▶ Task description
Below are the records; copy each line in which "ServiceDaemon" occurs.

[Data supplied]

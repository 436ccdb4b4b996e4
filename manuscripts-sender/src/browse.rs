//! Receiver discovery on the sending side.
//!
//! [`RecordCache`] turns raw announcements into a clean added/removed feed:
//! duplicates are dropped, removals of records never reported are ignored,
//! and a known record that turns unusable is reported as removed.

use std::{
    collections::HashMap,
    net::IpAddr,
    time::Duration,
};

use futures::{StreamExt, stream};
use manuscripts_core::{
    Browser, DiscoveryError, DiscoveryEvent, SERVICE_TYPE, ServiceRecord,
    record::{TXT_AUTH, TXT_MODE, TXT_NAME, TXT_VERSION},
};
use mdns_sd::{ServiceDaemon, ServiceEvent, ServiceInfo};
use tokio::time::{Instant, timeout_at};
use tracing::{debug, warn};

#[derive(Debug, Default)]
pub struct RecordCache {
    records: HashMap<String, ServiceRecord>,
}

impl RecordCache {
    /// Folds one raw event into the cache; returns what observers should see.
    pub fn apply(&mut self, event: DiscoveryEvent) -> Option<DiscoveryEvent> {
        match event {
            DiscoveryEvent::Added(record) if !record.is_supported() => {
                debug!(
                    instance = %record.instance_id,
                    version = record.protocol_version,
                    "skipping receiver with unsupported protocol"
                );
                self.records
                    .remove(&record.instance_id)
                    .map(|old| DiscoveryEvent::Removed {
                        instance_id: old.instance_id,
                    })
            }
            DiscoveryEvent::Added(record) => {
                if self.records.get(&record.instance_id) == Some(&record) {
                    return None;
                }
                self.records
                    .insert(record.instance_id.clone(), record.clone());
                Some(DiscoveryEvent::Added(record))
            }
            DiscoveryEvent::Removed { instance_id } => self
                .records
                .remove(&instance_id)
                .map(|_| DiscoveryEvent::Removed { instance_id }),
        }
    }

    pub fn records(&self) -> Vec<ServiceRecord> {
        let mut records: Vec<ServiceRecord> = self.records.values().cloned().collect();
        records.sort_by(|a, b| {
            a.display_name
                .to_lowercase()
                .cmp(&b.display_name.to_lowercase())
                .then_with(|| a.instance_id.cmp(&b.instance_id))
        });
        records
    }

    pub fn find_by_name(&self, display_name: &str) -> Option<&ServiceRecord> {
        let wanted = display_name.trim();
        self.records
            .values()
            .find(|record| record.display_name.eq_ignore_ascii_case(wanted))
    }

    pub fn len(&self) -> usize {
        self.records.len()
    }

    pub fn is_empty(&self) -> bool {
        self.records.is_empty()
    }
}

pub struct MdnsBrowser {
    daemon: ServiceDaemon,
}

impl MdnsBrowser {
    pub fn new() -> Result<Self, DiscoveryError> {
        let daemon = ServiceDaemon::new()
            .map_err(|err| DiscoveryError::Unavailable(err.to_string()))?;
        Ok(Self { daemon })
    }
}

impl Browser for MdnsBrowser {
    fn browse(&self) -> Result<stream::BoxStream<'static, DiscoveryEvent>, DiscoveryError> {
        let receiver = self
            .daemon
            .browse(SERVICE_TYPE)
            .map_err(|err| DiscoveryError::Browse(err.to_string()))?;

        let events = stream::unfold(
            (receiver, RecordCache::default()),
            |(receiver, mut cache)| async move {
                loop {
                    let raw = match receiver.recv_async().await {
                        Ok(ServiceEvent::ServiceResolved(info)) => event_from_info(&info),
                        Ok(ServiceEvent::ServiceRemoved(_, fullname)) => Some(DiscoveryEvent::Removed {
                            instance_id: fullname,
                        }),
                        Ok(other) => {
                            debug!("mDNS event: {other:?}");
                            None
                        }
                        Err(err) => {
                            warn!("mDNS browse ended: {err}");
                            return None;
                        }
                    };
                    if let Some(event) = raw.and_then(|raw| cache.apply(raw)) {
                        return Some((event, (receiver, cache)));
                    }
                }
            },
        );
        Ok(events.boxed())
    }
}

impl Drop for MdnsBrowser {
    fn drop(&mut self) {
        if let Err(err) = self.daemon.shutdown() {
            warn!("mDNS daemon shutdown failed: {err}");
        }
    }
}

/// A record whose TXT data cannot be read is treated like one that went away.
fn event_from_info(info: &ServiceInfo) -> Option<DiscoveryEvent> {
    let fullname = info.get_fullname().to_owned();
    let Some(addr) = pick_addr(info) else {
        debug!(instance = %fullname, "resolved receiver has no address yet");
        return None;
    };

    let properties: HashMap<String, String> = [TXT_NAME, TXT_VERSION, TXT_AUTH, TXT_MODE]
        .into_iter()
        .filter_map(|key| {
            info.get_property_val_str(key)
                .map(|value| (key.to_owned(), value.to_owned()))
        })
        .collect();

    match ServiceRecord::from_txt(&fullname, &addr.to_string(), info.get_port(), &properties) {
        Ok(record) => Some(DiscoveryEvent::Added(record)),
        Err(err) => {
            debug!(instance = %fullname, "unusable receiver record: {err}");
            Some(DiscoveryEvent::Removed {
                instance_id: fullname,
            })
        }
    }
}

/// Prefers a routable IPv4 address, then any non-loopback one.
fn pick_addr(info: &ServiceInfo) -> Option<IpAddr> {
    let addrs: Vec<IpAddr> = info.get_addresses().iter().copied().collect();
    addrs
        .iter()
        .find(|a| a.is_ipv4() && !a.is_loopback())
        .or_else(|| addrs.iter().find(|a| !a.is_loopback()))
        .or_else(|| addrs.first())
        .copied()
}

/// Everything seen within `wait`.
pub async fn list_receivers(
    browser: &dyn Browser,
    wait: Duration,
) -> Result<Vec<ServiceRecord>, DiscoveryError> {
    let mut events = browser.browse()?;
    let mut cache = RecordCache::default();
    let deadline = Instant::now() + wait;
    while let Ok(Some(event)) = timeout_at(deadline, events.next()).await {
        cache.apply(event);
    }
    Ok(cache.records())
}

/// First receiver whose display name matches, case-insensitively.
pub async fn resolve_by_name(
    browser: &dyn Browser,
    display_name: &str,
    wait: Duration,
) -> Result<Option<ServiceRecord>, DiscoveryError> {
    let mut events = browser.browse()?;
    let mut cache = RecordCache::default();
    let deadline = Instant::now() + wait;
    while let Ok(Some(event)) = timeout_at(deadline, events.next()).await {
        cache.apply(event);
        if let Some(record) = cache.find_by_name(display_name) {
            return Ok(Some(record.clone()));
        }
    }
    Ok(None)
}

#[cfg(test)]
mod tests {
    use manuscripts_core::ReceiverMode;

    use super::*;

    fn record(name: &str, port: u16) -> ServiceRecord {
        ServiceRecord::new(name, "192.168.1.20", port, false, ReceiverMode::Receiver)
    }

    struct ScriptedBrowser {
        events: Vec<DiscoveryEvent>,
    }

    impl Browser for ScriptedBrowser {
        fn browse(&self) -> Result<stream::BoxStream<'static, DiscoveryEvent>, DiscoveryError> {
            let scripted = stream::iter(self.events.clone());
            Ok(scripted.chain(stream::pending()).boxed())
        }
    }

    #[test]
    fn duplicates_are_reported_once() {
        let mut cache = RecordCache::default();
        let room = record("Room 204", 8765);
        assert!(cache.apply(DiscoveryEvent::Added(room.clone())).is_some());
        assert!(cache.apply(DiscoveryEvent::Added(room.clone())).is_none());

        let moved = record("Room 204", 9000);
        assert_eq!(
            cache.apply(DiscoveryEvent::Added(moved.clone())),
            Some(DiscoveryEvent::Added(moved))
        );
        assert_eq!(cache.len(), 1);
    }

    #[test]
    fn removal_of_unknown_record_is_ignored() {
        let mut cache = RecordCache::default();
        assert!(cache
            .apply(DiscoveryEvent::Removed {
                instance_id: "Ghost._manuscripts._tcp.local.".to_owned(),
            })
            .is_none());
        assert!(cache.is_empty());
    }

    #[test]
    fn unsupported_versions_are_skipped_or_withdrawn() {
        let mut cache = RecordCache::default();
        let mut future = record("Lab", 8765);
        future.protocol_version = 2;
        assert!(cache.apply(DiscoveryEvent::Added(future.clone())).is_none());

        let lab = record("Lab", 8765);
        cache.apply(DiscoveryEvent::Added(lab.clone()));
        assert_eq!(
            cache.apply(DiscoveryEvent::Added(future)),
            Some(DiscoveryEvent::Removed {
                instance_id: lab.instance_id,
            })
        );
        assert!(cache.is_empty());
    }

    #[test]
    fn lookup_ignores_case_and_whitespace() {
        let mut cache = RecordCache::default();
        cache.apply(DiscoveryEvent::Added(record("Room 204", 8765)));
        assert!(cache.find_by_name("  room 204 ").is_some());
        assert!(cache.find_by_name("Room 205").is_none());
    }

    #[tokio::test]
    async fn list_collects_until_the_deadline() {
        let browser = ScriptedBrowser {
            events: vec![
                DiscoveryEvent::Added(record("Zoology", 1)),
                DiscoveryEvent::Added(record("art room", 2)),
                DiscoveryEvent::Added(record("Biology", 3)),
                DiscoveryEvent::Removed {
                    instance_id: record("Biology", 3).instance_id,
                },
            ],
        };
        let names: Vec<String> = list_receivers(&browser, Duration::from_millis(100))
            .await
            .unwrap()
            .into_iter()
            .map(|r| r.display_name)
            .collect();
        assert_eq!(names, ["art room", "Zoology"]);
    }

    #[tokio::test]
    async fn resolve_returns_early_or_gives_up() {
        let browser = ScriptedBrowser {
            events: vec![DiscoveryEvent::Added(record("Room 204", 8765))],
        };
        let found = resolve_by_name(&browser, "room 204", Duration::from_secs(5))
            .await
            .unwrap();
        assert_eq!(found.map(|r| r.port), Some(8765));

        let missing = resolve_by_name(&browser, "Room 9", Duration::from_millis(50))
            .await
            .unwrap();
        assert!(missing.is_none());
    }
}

[/Data supplied]

▶ Answer space
use mdns_sd::{ServiceDaemon, ServiceEvent, ServiceInfo};
    daemon: ServiceDaemon,
        let daemon = ServiceDaemon::new()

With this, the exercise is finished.